Posted by Tamar at June 27, 2004 11:42 AM
Comments

Hey, you know me and I don't color my hair! Okay, I probably would color my hair if the grey were more obvious and less like silvery gold strands. And if I ever thought about it before making a hair appointment. And if I ever got my hair cut. And if...

(Actually, I did get my hair cut recently -- it's just under my ears now!)

Posted by: Diane at June 27, 2004 11:59 AM

And you know me, and I don't color my hair. Yet. ;-)

Actually, it's funny, because it's only recently, since just before I turned 40, that I've been getting the same comments from hairdressers, about my gray strands, which have become more plentiful. For now, though, I'm leaving it as is. Not because I'm so strong and committed to my self-image, etc., but because when I was in my 20s I still had blonde hair, and in the last 20 years it's darkened to this awful mousy brown that I have, and I remember when my mom went gray with a previously similar colored hair, it was actually spectacular. It looked like the best highlight job around, for several years...

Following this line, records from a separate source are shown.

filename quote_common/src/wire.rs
//! Newline-delimited JSON framing for the quote stream.
//!
//! Every frame is one JSON document followed by `\n`. The subscriber writes a single
//! `StreamRequest` frame, the generator answers with an unbounded sequence of `Quote`
//! frames.
//!
//! `FrameReader` keeps partially received bytes across calls, so a socket read timeout
//! in the middle of a frame does not lose data; the caller simply retries.
use std::io::{BufRead, BufReader, Read, Write};

use serde::Serialize;
use serde::de::DeserializeOwned;

use crate::error::QuoteError;
use crate::result::Result;

/// Encode `value` as a single frame and write it to `writer`.
pub fn write_frame<W: Write, T: Serialize>(writer: &mut W, value: &T) -> Result<()> {
    let mut bytes = serde_json::to_vec(value)?;
    bytes.push(b'\n');
    writer.write_all(&bytes)?;
    Ok(())
}

/// Buffered frame decoder over any byte source.
pub struct FrameReader<R> {
    reader: BufReader<R>,
    pending: Vec<u8>,
}

impl<R: Read> FrameReader<R> {
    /// Wrap a reader.
    pub fn new(inner: R) -> Self {
        Self {
            reader: BufReader::new(inner),
            pending: Vec::new(),
        }
    }

    /// Read and decode the next frame.
    ///
    /// Returns `QuoteError::StreamClosed` on end-of-stream. Timeouts surface as
    /// `QuoteError::Io` (see `QuoteError::is_timeout`) with the partial frame retained.
    pub fn read_frame<T: DeserializeOwned>(&mut self) -> Result<T> {
        loop {
            let read = self.reader.read_until(b'\n', &mut self.pending)?;
            let complete = self.pending.last() == Some(&b'\n');
            if read == 0 && self.pending.is_empty() {
                return Err(QuoteError::StreamClosed);
            }
            if !complete && read != 0 {
                continue;
            }
            let frame = std::mem::take(&mut self.pending);
            let text = std::str::from_utf8(&frame)
                .map_err(|e| QuoteError::Format(e.to_string()))?
                .trim();
            if text.is_empty() {
                continue;
            }
            return Ok(serde_json::from_str(text)?);
        }
    }

    /// Access the underlying reader, e.g. to adjust socket timeouts.
    pub fn get_ref(&self) -> &R {
        self.reader.get_ref()
    }
}

#[cfg(test)]
mod tests {
    use super::*;
    use crate::{Quote, StreamRequest};
    use std::io::{self, Cursor};

    #[test]
    fn reads_consecutive_frames_and_skips_blank_lines() {
        let mut buf = Vec::new();
        write_frame(&mut buf, &Quote::new("BTC", 100.0, 1)).unwrap();
        buf.extend_from_slice(b"\n");
        write_frame(&mut buf, &Quote::new("ETH", 50.0, 2)).unwrap();

        let mut reader = FrameReader::new(Cursor::new(buf));
        assert_eq!(reader.read_frame::<Quote>().unwrap(), Quote::new("BTC", 100.0, 1));
        assert_eq!(reader.read_frame::<Quote>().unwrap(), Quote::new("ETH", 50.0, 2));
        assert!(matches!(
            reader.read_frame::<Quote>(),
            Err(QuoteError::StreamClosed)
        ));
    }

    #[test]
    fn last_frame_without_newline_is_still_decoded() {
        let mut reader = FrameReader::new(Cursor::new(b"{\"symbols\":[\"BTC\"]}".to_vec()));
        let req: StreamRequest = reader.read_frame().unwrap();
        assert_eq!(req.symbols, vec!["BTC".to_string()]);
    }

    #[test]
    fn garbage_frame_is_a_json_error() {
        let mut reader = FrameReader::new(Cursor::new(b"not json\n".to_vec()));
        assert!(matches!(
            reader.read_frame::<Quote>(),
            Err(QuoteError::SerdeJson(_))
        ));
    }

    /// Yields its chunks one by one, then a timeout error, then the rest.
    struct Choppy {
        chunks: Vec<Result<Vec<u8>, io::ErrorKind>>,
    }

    impl Read for Choppy {
        fn read(&mut self, buf: &mut [u8]) -> io::Result<usize> {
            if self.chunks.is_empty() {
                return Ok(0);
            }
            match self.chunks.remove(0) {
                Ok(bytes) => {
                    buf[..bytes.len()].copy_from_slice(&bytes);
                    Ok(bytes.len())
                }
                Err(kind) => Err(io::Error::from(kind)),
            }
        }
    }

    #[test]
    fn partial_frame_survives_a_timeout() {
        let choppy = Choppy {
            chunks: vec![
                Ok(b"{\"symbol\":\"BTC\",".to_vec()),
                Err(io::ErrorKind::WouldBlock),
                Ok(b"\"price\":1.5,\"timestamp\":7}\n".to_vec()),
            ],
        };
        let mut reader = FrameReader::new(choppy);
        let err = reader.read_frame::<Quote>().unwrap_err();
        assert!(err.is_timeout());
        assert_eq!(reader.read_frame::<Quote>().unwrap(), Quote::new("BTC", 1.5, 7));
    }
}
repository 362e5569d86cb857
//! Result type alias shared across the workspace.
//!
//! This module defines a convenient alias that defaults the error type to the
//! common `QuoteError`, so functions can simply return `Result<T>`.
use crate::error::QuoteError;

/// Workspace-wide `Result` alias with `QuoteError` as the default error.
pub type Result<T, E = QuoteError> = std::result::Result<T, E>;
//! Symbol list and price table parsing shared by every service.
//!
//! Symbols are opaque, case-sensitive strings. Lists may be separated by commas,
//! whitespace or new lines; duplicates are dropped while keeping first-seen order.

use std::io::BufRead;

use crate::error::QuoteError;
use crate::result::Result;

/// Trim a symbol and reject it if nothing is left.
pub fn validate_symbol(raw: &str) -> Result<String> {
    let symbol = raw.trim();
    if symbol.is_empty() {
        return Err(QuoteError::EmptySymbol);
    }
    Ok(symbol.to_string())
}

/// Parse a symbol list like `"BTC, ETH SBER"`.
pub fn parse_symbol_list(raw: &str) -> Vec<String> {
    let mut symbols: Vec<String> = Vec::new();
    for token in raw.split(|c: char| c == ',' || c.is_whitespace()) {
        let token = token.trim();
        if token.is_empty() || symbols.iter().any(|s| s == token) {
            continue;
        }
        symbols.push(token.to_string());
    }
    symbols
}

/// Parse symbols from a buffered reader, one or more per line.
///
/// Lines starting with `#` are ignored.
pub fn parse_symbols<R: BufRead>(reader: R) -> Result<Vec<String>> {
    let mut text = String::new();
    for line in reader.lines() {
        let line = line?;
        let trimmed = line.trim();
        if trimmed.is_empty() || trimmed.starts_with('#') {
            continue;
        }
        text.push_str(trimmed);
        text.push('\n');
    }
    Ok(parse_symbol_list(&text))
}

/// Parse an initial price table like `"SBER=275.50,BTC=95400.0"`.
///
/// Every price must be finite and strictly positive; a symbol may appear only once.
pub fn parse_price_table(raw: &str) -> Result<Vec<(String, f64)>> {
    let mut table: Vec<(String, f64)> = Vec::new();
    for entry in raw.split(',') {
        let entry = entry.trim();
        if entry.is_empty() {
            continue;
        }
        let (symbol, price) = entry
            .split_once('=')
            .ok_or_else(|| QuoteError::ParseSymbols(format!("expected SYMBOL=PRICE, got {entry:?}")))?;
        let symbol = validate_symbol(symbol)?;
        let price: f64 = price
            .trim()
            .parse()
            .map_err(|e| QuoteError::ParseSymbols(format!("{symbol}: {e}")))?;
        if !price.is_finite() || price <= 0.0 {
            return Err(QuoteError::InvalidPrice { symbol, price });
        }
        if table.iter().any(|(s, _)| *s == symbol) {
            return Err(QuoteError::ParseSymbols(format!("duplicate symbol {symbol}")));
        }
        table.push((symbol, price));
    }
    if table.is_empty() {
        return Err(QuoteError::ParseSymbols("price table is empty".to_string()));
    }
    Ok(table)
}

Posted by: Tiny Coconut at June 27, 2004 12:49 PM

Okay, perhaps I exaggerated just a trifle (though Diane, you don't count anymore as an Angelino, y'know). But dyeing is definitely the majority. TC, I liked my gray too, to a certain point. And I may again after it gets more dominant. It felt like an odd in between stage recently. I like the dark right now, though it still feels unexpected in the mirror.

Posted by: Tamar at June 28, 2004 10:21 PM

Even here in far-off-edge-of-the-world-basically-quiet Nova Scotia, almost everyone I know colors their hair. Even some men. And especially most of my students--whose average age is 20 to 25. If it makes you feel better about yourself, why not! People have been doing it for centuries and centuries. I don’t think of it any differently than wearing a bra—not exactly necessary, just makes for a better body shape. From my point of view, life is too short not to enjoy your body.

Posted by: Leya Evelyn at June 30, 2004 01:10 PM

And you know me, and I...dye the hell out of my hair. Never mind. But I've been dying it since I was 18, a few years before the grey started showing up. Now, however, my roots are so spectacularly grey that I couldn't stop unless I decided that I wanted to be a 39 year old Mrs. Santa.